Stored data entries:

--

#[cfg(test)]
mod tests {
    use super::*;
    use ahash::HashSet;
    use rand::prelude::*;

    #[test]
    fn card_encoding() {
        let mut cards = HashSet::default();

        for rank in Rank::ranks() {
            for suit in Suit::suits() {
                let card = Card::new(rank, suit);
                assert_eq!(card.id(), rank as u8 * 4 + suit as u8);
                assert_eq!(card.rank(), rank);
                assert_eq!(card.suit(), suit);
                assert_eq!(Card::from_id(card.id()), Some(card));
                cards.insert(card.id());
            }
        }

        // Check uniquness.
        assert_eq!(cards.len(), Deck::SIZE);
        assert!(cards.iter().all(|&id| (id as usize) < Deck::SIZE));
        assert_eq!(Card::from_id(52), None);

        let qd = Card::new(Rank::Queen, Suit::Diamonds);
        assert_eq!(qd.id(), 41);

        let td = Card::new(Rank::Ten, Suit::Diamonds);
        assert_eq!(td.id(), 33);
    }

    #[test]
    fn card_to_string() {
        let c = Card::new(Rank::King, Suit::Diamonds);
        assert_eq!(c.to_string(), "KD");

        let c = Card::new(Rank::Five, Suit::Spades);
        assert_eq!(c.to_string(), "5S");

        let c = Card::new(Rank::Jack, Suit::Clubs);
        assert_eq!(c.to_string(), "JC");

        let c = Card::new(Rank::Ten, Suit::Hearts);
        assert_eq!(c.to_string(), "TH");
    }

    #[test]
    fn card_from_str() {
        assert_eq!("Ah".parse(), Ok(Card::new(Rank::Ace, Suit::Hearts)));
        assert_eq!("tc".parse(), Ok(Card::new(Rank::Ten, Suit::Clubs)));
        assert_eq!("2S".parse(), Ok(Card::new(Rank::Deuce, Suit::Spades)));

        assert_eq!("1h".parse::<Card>(), Err(CardError::InvalidRank('1')));
        assert_eq!("Ax".parse::<Card>(), Err(CardError::InvalidSuit('x')));
        assert!(matches!(
            "Ahh".parse::<Card>(),
            Err(CardError::InvalidLength(_))
        ));

        let cards = parse_cards("Qd Td").unwrap();
        assert_eq!(
            cards,
            vec![
                Card::new(Rank::Queen, Suit::Diamonds),
                Card::new(Rank::Ten, Suit::Diamonds)
            ]
        );

        assert_eq!(
            parse_cards("QdQd"),
            Err(CardError::Duplicate(Card::new(Rank::Queen, Suit::Diamonds)))
        );
        assert!(matches!(parse_cards("QdT"), Err(CardError::InvalidLength(_))));
    }

    #[test]
    fn deck_excluding() {
        let deck = Deck::default();
        assert_eq!(deck.count(), Deck::SIZE);
        assert!(deck.cards().windows(2).all(|w| w[0] < w[1]));

        let mut rng = StdRng::seed_from_u64(101);
        for k in 0..=Deck::SIZE {
            let mut all = Deck::default().into_iter().collect::<Vec<_>>();
            all.shuffle(&mut rng);
            let excluded = &all[..k];

            let deck = Deck::excluding(excluded);
            assert_eq!(deck.count(), Deck::SIZE - k);
            assert!(excluded.iter().all(|&c| !deck.contains(c)));
            assert!(deck.cards().windows(2).all(|w| w[0] < w[1]));
        }

        assert!(Deck::excluding(Deck::default().cards()).is_empty());
    }

    #[test]
    fn deck_remove() {
        let mut deck = Deck::default();
        let ad = Card::new(Rank::Ace, Suit::Diamonds);
        deck.remove(ad);
        assert!(!deck.contains(ad));
        assert_eq!(deck, Deck::excluding(&[ad]));
    }

    #[test]
    fn deck_combinations() {
        let deck = Deck::default();

        let mut hands = HashSet::default();
        for cards in deck.combinations::<2>() {
            hands.insert(cards);
        }
        assert_eq!(hands.len(), 1_326);

        let mut count = 0;
        for cards in deck.combinations::<3>() {
            assert!(cards.windows(2).all(|w| w[0] < w[1]));
            count += 1;
        }
        assert_eq!(count, 22_100);
    }

    #[test]
    fn deck_boards_unique() {
        let deck = Deck::excluding(&Deck::default().cards()[20..]);
        assert_eq!(deck.count(), 20);

        let boards = deck.boards().collect::<Vec<_>>();
        assert_eq!(boards.len(), 15_504);

        // Lexicographic order implies no repeated boards.
        assert!(boards.windows(2).all(|w| w[0] < w[1]));
        assert!(boards.iter().all(|b| b.windows(2).all(|w| w[0] < w[1])));

        let unique = boards.iter().collect::<HashSet<_>>();
        assert_eq!(unique.len(), boards.len());
    }

    #[test]
    fn deck_boards_48() {
        let dealt = parse_cards("AcAdQdTd").unwrap();
        let deck = Deck::excluding(&dealt);

        let mut count = 0;
        let mut prev = None;
        for board in deck.boards() {
            assert!(board.iter().all(|c| !dealt.contains(c)));
            assert!(prev.is_none_or(|p| p < board));
            prev = Some(board);
            count += 1;
        }

        assert_eq!(count, 1_712_304);
        assert_eq!(deck.boards().len(), 1_712_304);
    }

    #[test]
    fn deck_boards_restartable() {
        let deck = Deck::excluding(&Deck::default().cards()[12..]);
        let first = deck.boards().collect::<Vec<_>>();
        let second = deck.boards().collect::<Vec<_>>();
        assert_eq!(first, second);
    }

    #[test]
    fn deck_small() {
        let deck = Deck::excluding(&Deck::default().cards()[4..]);
        assert_eq!(deck.boards().count(), 0);
        assert_eq!(deck.combinations::<4>().count(), 1);

        let empty = Deck::excluding(Deck::default().cards());
        assert_eq!(empty.boards().count(), 0);
    }

    #[test]
    fn deck_split() {
        let deck = Deck::excluding(&Deck::default().cards()[18..]);
        let all = deck.boards().collect::<Vec<_>>();

        for parts in [1, 2, 3, 7, 64] {
            let joined = deck.split::<5>(parts).flatten().collect::<Vec<_>>();
            assert_eq!(joined, all, "parts={parts}");
        }

        // More parts than combinations.
        let deck = Deck::excluding(&Deck::default().cards()[6..]);
        let sizes = deck.split::<5>(10).map(|c| c.len()).collect::<Vec<_>>();
        assert_eq!(sizes.iter().sum::<usize>(), 6);
        assert_eq!(sizes.len(), 10);
    }

    #[test]
    fn deck_combinations_from() {
        let deck = Deck::excluding(&Deck::default().cards()[15..]);
        let all = deck.boards().collect::<Vec<_>>();

        for nth in [0, 1, 17, 1000, all.len() - 1, all.len()] {
            let tail = deck.combinations_from::<5>(nth).collect::<Vec<_>>();
            assert_eq!(tail, all[nth..]);
        }
    }
}
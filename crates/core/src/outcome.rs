// Copyright (C) 2025 Vince Vasta
// SPDX-License-Identifier: Apache-2.0

//! Showdown outcomes and their aggregation.
use serde::{Deserialize, Serialize};
use std::{cmp::Ordering, iter::Sum, ops};

use crate::Board;

/// A showdown outcome from the enumerated hand point of view.
#[derive(Debug, Clone, Copy, PartialEq, Eq, Hash, Serialize, Deserialize)]
#[repr(u8)]
pub enum Outcome {
    /// The enumerated hand is stronger.
    Win = 0,
    /// The opponent hand is stronger.
    Lose,
    /// Both hands have the same strength.
    Tie,
}

impl Outcome {
    /// Classifies a showdown given the two players strengths.
    #[inline]
    pub fn classify<S: Ord>(hero: S, villain: S) -> Outcome {
        match hero.cmp(&villain) {
            Ordering::Greater => Outcome::Win,
            Ordering::Less => Outcome::Lose,
            Ordering::Equal => Outcome::Tie,
        }
    }

    /// The same outcome from the opponent point of view.
    pub fn flip(self) -> Outcome {
        match self {
            Outcome::Win => Outcome::Lose,
            Outcome::Lose => Outcome::Win,
            Outcome::Tie => Outcome::Tie,
        }
    }
}

/// A board and its showdown outcome.
#[derive(Debug, Clone, Copy, PartialEq, Eq, Hash, Serialize, Deserialize)]
pub struct BoardResult {
    /// The board cards.
    pub board: Board,
    /// The showdown outcome.
    pub outcome: Outcome,
}

/// Showdown counters.
#[derive(Debug, Default, Clone, Copy, PartialEq, Eq, Serialize, Deserialize)]
pub struct Totals {
    /// Number of boards won.
    pub wins: u64,
    /// Number of boards lost.
    pub losses: u64,
    /// Number of boards tied.
    pub ties: u64,
    /// Number of boards evaluated.
    pub comparisons: u64,
}

impl Totals {
    /// Counts an outcome.
    #[inline]
    pub fn record(&mut self, outcome: Outcome) {
        match outcome {
            Outcome::Win => self.wins += 1,
            Outcome::Lose => self.losses += 1,
            Outcome::Tie => self.ties += 1,
        }

        self.comparisons += 1;
    }

    /// The enumerated hand equity, ties count as half a win.
    ///
    /// Returns 0 if nothing has been evaluated.
    pub fn equity(&self) -> f64 {
        if self.comparisons == 0 {
            0.0
        } else {
            (self.wins as f64 + self.ties as f64 / 2.0) / self.comparisons as f64
        }
    }
}

impl ops::AddAssign for Totals {
    fn add_assign(&mut self, rhs: Self) {
        self.wins += rhs.wins;
        self.losses += rhs.losses;
        self.ties += rhs.ties;
        self.comparisons += rhs.comparisons;
    }
}

impl Sum for Totals {
    fn sum<I: Iterator<Item = Self>>(iter: I) -> Self {
        iter.fold(Totals::default(), |mut acc, t| {
            acc += t;
            acc
        })
    }
}

/// Accumulates outcomes and optionally writes every board result.
///
/// The results buffer is owned by the caller, so that workers can write
/// their results in disjoint slices of the same buffer.
#[derive(Debug, Default)]
pub struct Accumulator<'a> {
    totals: Totals,
    results: Option<&'a mut [BoardResult]>,
}

impl<'a> Accumulator<'a> {
    /// Creates an accumulator that only counts outcomes.
    pub fn new() -> Self {
        Self::default()
    }

    /// Creates an accumulator that also writes the results in `results`
    /// in recording order.
    ///
    /// Recording more results than the buffer length panics.
    pub fn with_results(results: &'a mut [BoardResult]) -> Self {
        Self {
            totals: Totals::default(),
            results: Some(results),
        }
    }

    /// Records a board outcome.
    #[inline]
    pub fn record(&mut self, outcome: Outcome, board: Board) {
        if let Some(results) = &mut self.results {
            results[self.totals.comparisons as usize] = BoardResult { board, outcome };
        }

        self.totals.record(outcome);
    }

    /// The counters.
    pub fn totals(&self) -> Totals {
        self.totals
    }

    /// The recorded results if the accumulator has a results buffer.
    pub fn results(&self) -> Option<&[BoardResult]> {
        let len = self.totals.comparisons as usize;
        self.results.as_deref().map(|results| &results[..len])
    }
}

--

• [WORK INSTRUCTION] Report the lines above that have the word "joined" in them.

• [OUTPUT OF THE EXERCISE]
            let joined = deck.split::<5>(parts).flatten().collect::<Vec<_>>();
            assert_eq!(joined, all, "parts={parts}");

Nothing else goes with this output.